**EXERCISE DETAILS:**
All of the entries need to be copied character for character.
Start of RECORDS FOR THE TASK
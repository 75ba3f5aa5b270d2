use super::types::{ModhostConfig, RawModhostConfig, RawPluginSection};
use anyhow::Result;
use modhost_core::PluginSettings;
use std::path::{Path, PathBuf};

pub struct ConfigLoader;

impl ConfigLoader {
    /// Load merged configuration (user + project)
    pub fn load() -> Result<ModhostConfig> {
        Self::load_from(&Self::user_config_path(), &Self::project_config_path())
    }

    /// Load and merge the given user and project config files
    pub fn load_from(user_path: &Path, project_path: &Path) -> Result<ModhostConfig> {
        let mut raw = RawModhostConfig::default();

        // Layer 1: User config
        if user_path.exists() {
            raw = Self::merge_raw(raw, Self::read(user_path)?);
        }

        // Layer 2: Project config
        if project_path.exists() {
            raw = Self::merge_raw(raw, Self::read(project_path)?);
        }

        Ok(Self::finalize(raw))
    }

    fn read(path: &Path) -> Result<RawModhostConfig> {
        let contents = std::fs::read_to_string(path)?;
        Ok(toml::from_str(&contents)?)
    }

    /// User config path (`~/.config/modhost/config.toml`)
    pub fn user_config_path() -> PathBuf {
        modhost_paths::config_dir().join("config.toml")
    }

    /// Get project config path
    /// Can be overridden with MODHOST_PROJECT_CONFIG_DIR env var (useful for isolated tests)
    pub fn project_config_path() -> PathBuf {
        if let Ok(dir) = std::env::var("MODHOST_PROJECT_CONFIG_DIR") {
            PathBuf::from(dir).join("config.toml")
        } else {
            PathBuf::from(".modhost/config.toml")
        }
    }

    /// Merge two raw configs (overlay values override base only if explicitly set)
    fn merge_raw(base: RawModhostConfig, overlay: RawModhostConfig) -> RawModhostConfig {
        let (base, overlay) = (base.plugins, overlay.plugins);
        RawModhostConfig {
            plugins: RawPluginSection {
                home_dir: overlay.home_dir.or(base.home_dir),
                tmp_dir: overlay.tmp_dir.or(base.tmp_dir),
                autoload: overlay.autoload.or(base.autoload),
                version_check: overlay.version_check.or(base.version_check),
                exact_version: overlay.exact_version.or(base.exact_version),
                dummy: overlay.dummy.or(base.dummy),
                host_version: overlay.host_version.or(base.host_version),
                refresh_interval_secs: overlay
                    .refresh_interval_secs
                    .or(base.refresh_interval_secs),
            },
        }
    }

    /// Convert raw config to final config with defaults applied
    fn finalize(raw: RawModhostConfig) -> ModhostConfig {
        let defaults = PluginSettings::default();
        let plugins = raw.plugins;
        ModhostConfig {
            plugins: PluginSettings {
                home_dir: plugins.home_dir.unwrap_or(defaults.home_dir),
                tmp_dir: plugins.tmp_dir.unwrap_or(defaults.tmp_dir),
                autoload: plugins.autoload.unwrap_or(defaults.autoload),
                version_check: plugins.version_check.unwrap_or(defaults.version_check),
                exact_version: plugins.exact_version.unwrap_or(defaults.exact_version),
                dummy: plugins.dummy.unwrap_or(defaults.dummy),
                host_version: plugins.host_version.unwrap_or(defaults.host_version),
                refresh_interval_secs: plugins
                    .refresh_interval_secs
                    .unwrap_or(defaults.refresh_interval_secs),
            },
        }
    }

    /// Save config to a specific path
    ///
    /// Creates parent directories if they don't exist.
    pub fn save_to_path(config: &ModhostConfig, path: &Path) -> Result<()> {
        if let Some(parent) = path.parent() {
            std::fs::create_dir_all(parent)?;
        }

        let toml = toml::to_string_pretty(config)?;
        std::fs::write(path, toml)?;

        Ok(())
    }
}

#[cfg(test)]
mod tests {
    use super::*;
    use serial_test::serial;
    use tempfile::TempDir;

    fn write(path: &Path, contents: &str) {
        std::fs::create_dir_all(path.parent().unwrap()).unwrap();
        std::fs::write(path, contents).unwrap();
    }

    #[test]
    fn test_load_without_files_uses_defaults() {
        let dir = TempDir::new().unwrap();
        let config = ConfigLoader::load_from(
            &dir.path().join("user/config.toml"),
            &dir.path().join("project/config.toml"),
        )
        .unwrap();
        assert_eq!(config.plugins, PluginSettings::default());
    }

    #[test]
    fn test_project_overrides_user_only_when_set() {
        let dir = TempDir::new().unwrap();
        let user = dir.path().join("user/config.toml");
        let project = dir.path().join("project/config.toml");
        write(
            &user,
            r#"
[plugins]
home_dir = "/srv/modules"
autoload = false
host_version = "1.2.0"
"#,
        );
        write(
            &project,
            r#"
[plugins]
host_version = "2.0.0"
"#,
        );

        let config = ConfigLoader::load_from(&user, &project).unwrap();
        assert_eq!(config.plugins.home_dir, PathBuf::from("/srv/modules"));
        assert!(!config.plugins.autoload);
        assert_eq!(config.plugins.host_version, "2.0.0");
        assert_eq!(config.plugins.tmp_dir, PathBuf::from("./tmp/"));
    }

    #[test]
    fn test_save_and_reload() {
        let dir = TempDir::new().unwrap();
        let path = dir.path().join("nested/config.toml");
        let mut config = ModhostConfig::default();
        config.plugins.dummy = true;

        ConfigLoader::save_to_path(&config, &path).unwrap();
        let loaded = ConfigLoader::load_from(&dir.path().join("none.toml"), &path).unwrap();
        assert!(loaded.plugins.dummy);
    }

    #[test]
    #[serial]
    fn test_project_config_path_env_override() {
        // SAFETY: serialized with the other env-touching tests
        unsafe { std::env::set_var("MODHOST_PROJECT_CONFIG_DIR", "/tmp/modhost-test") };
        assert_eq!(
            ConfigLoader::project_config_path(),
            PathBuf::from("/tmp/modhost-test/config.toml")
        );
        unsafe { std::env::remove_var("MODHOST_PROJECT_CONFIG_DIR") };
        assert_eq!(
            ConfigLoader::project_config_path(),
            PathBuf::from(".modhost/config.toml")
        );
    }
}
End of RECORDS FOR THE TASK
**RESULT FOR THIS TASK:**
repository 75ba3f5aa5b270d2
use super::types::{ModhostConfig, RawModhostConfig, RawPluginSection};
use anyhow::Result;
use modhost_core::PluginSettings;
use std::path::{Path, PathBuf};

pub struct ConfigLoader;

impl ConfigLoader {
    /// Load merged configuration (user + project)
    pub fn load() -> Result<ModhostConfig> {
        Self::load_from(&Self::user_config_path(), &Self::project_config_path())
    }

    /// Load and merge the given user and project config files
    pub fn load_from(user_path: &Path, project_path: &Path) -> Result<ModhostConfig> {
        let mut raw = RawModhostConfig::default();

        // Layer 1: User config
        if user_path.exists() {
            raw = Self::merge_raw(raw, Self::read(user_path)?);
        }

        // Layer 2: Project config
        if project_path.exists() {
            raw = Self::merge_raw(raw, Self::read(project_path)?);
        }

        Ok(Self::finalize(raw))
    }

    fn read(path: &Path) -> Result<RawModhostConfig> {
        let contents = std::fs::read_to_string(path)?;
        Ok(toml::from_str(&contents)?)
    }

    /// User config path (`~/.config/modhost/config.toml`)
    pub fn user_config_path() -> PathBuf {
        modhost_paths::config_dir().join("config.toml")
    }

    /// Get project config path
    /// Can be overridden with MODHOST_PROJECT_CONFIG_DIR env var (useful for isolated tests)
    pub fn project_config_path() -> PathBuf {
        if let Ok(dir) = std::env::var("MODHOST_PROJECT_CONFIG_DIR") {
            PathBuf::from(dir).join("config.toml")
        } else {
            PathBuf::from(".modhost/config.toml")
        }
    }

    /// Merge two raw configs (overlay values override base only if explicitly set)
    fn merge_raw(base: RawModhostConfig, overlay: RawModhostConfig) -> RawModhostConfig {
        let (base, overlay) = (base.plugins, overlay.plugins);
        RawModhostConfig {
            plugins: RawPluginSection {
                home_dir: overlay.home_dir.or(base.home_dir),
                tmp_dir: overlay.tmp_dir.or(base.tmp_dir),
                autoload: overlay.autoload.or(base.autoload),
                version_check: overlay.version_check.or(base.version_check),
                exact_version: overlay.exact_version.or(base.exact_version),
                dummy: overlay.dummy.or(base.dummy),
                host_version: overlay.host_version.or(base.host_version),
                refresh_interval_secs: overlay
                    .refresh_interval_secs
                    .or(base.refresh_interval_secs),
            },
        }
    }

    /// Convert raw config to final config with defaults applied
    fn finalize(raw: RawModhostConfig) -> ModhostConfig {
        let defaults = PluginSettings::default();
        let plugins = raw.plugins;
        ModhostConfig {
            plugins: PluginSettings {
                home_dir: plugins.home_dir.unwrap_or(defaults.home_dir),
                tmp_dir: plugins.tmp_dir.unwrap_or(defaults.tmp_dir),
                autoload: plugins.autoload.unwrap_or(defaults.autoload),
                version_check: plugins.version_check.unwrap_or(defaults.version_check),
                exact_version: plugins.exact_version.unwrap_or(defaults.exact_version),
                dummy: plugins.dummy.unwrap_or(defaults.dummy),
                host_version: plugins.host_version.unwrap_or(defaults.host_version),
                refresh_interval_secs: plugins
                    .refresh_interval_secs
                    .unwrap_or(defaults.refresh_interval_secs),
            },
        }
    }

    /// Save config to a specific path
    ///
    /// Creates parent directories if they don't exist.
    pub fn save_to_path(config: &ModhostConfig, path: &Path) -> Result<()> {
        if let Some(parent) = path.parent() {
            std::fs::create_dir_all(parent)?;
        }

        let toml = toml::to_string_pretty(config)?;
        std::fs::write(path, toml)?;

        Ok(())
    }
}

#[cfg(test)]
mod tests {
    use super::*;
    use serial_test::serial;
    use tempfile::TempDir;

    fn write(path: &Path, contents: &str) {
        std::fs::create_dir_all(path.parent().unwrap()).unwrap();
        std::fs::write(path, contents).unwrap();
    }

    #[test]
    fn test_load_without_files_uses_defaults() {
        let dir = TempDir::new().unwrap();
        let config = ConfigLoader::load_from(
            &dir.path().join("user/config.toml"),
            &dir.path().join("project/config.toml"),
        )
        .unwrap();
        assert_eq!(config.plugins, PluginSettings::default());
    }

    #[test]
    fn test_project_overrides_user_only_when_set() {
        let dir = TempDir::new().unwrap();
        let user = dir.path().join("user/config.toml");
        let project = dir.path().join("project/config.toml");
        write(
            &user,
            r#"
[plugins]
home_dir = "/srv/modules"
autoload = false
host_version = "1.2.0"
"#,
        );
        write(
            &project,
            r#"
[plugins]
host_version = "2.0.0"
"#,
        );

        let config = ConfigLoader::load_from(&user, &project).unwrap();
        assert_eq!(config.plugins.home_dir, PathBuf::from("/srv/modules"));
        assert!(!config.plugins.autoload);
        assert_eq!(config.plugins.host_version, "2.0.0");
        assert_eq!(config.plugins.tmp_dir, PathBuf::from("./tmp/"));
    }

    #[test]
    fn test_save_and_reload() {
        let dir = TempDir::new().unwrap();
        let path = dir.path().join("nested/config.toml");
        let mut config = ModhostConfig::default();
        config.plugins.dummy = true;

        ConfigLoader::save_to_path(&config, &path).unwrap();
        let loaded = ConfigLoader::load_from(&dir.path().join("none.toml"), &path).unwrap();
        assert!(loaded.plugins.dummy);
    }

    #[test]
    #[serial]
    fn test_project_config_path_env_override() {
        // SAFETY: serialized with the other env-touching tests
        unsafe { std::env::set_var("MODHOST_PROJECT_CONFIG_DIR", "/tmp/modhost-test") };
        assert_eq!(
            ConfigLoader::project_config_path(),
            PathBuf::from("/tmp/modhost-test/config.toml")
        );
        unsafe { std::env::remove_var("MODHOST_PROJECT_CONFIG_DIR") };
        assert_eq!(
            ConfigLoader::project_config_path(),
            PathBuf::from(".modhost/config.toml")
        );
    }
}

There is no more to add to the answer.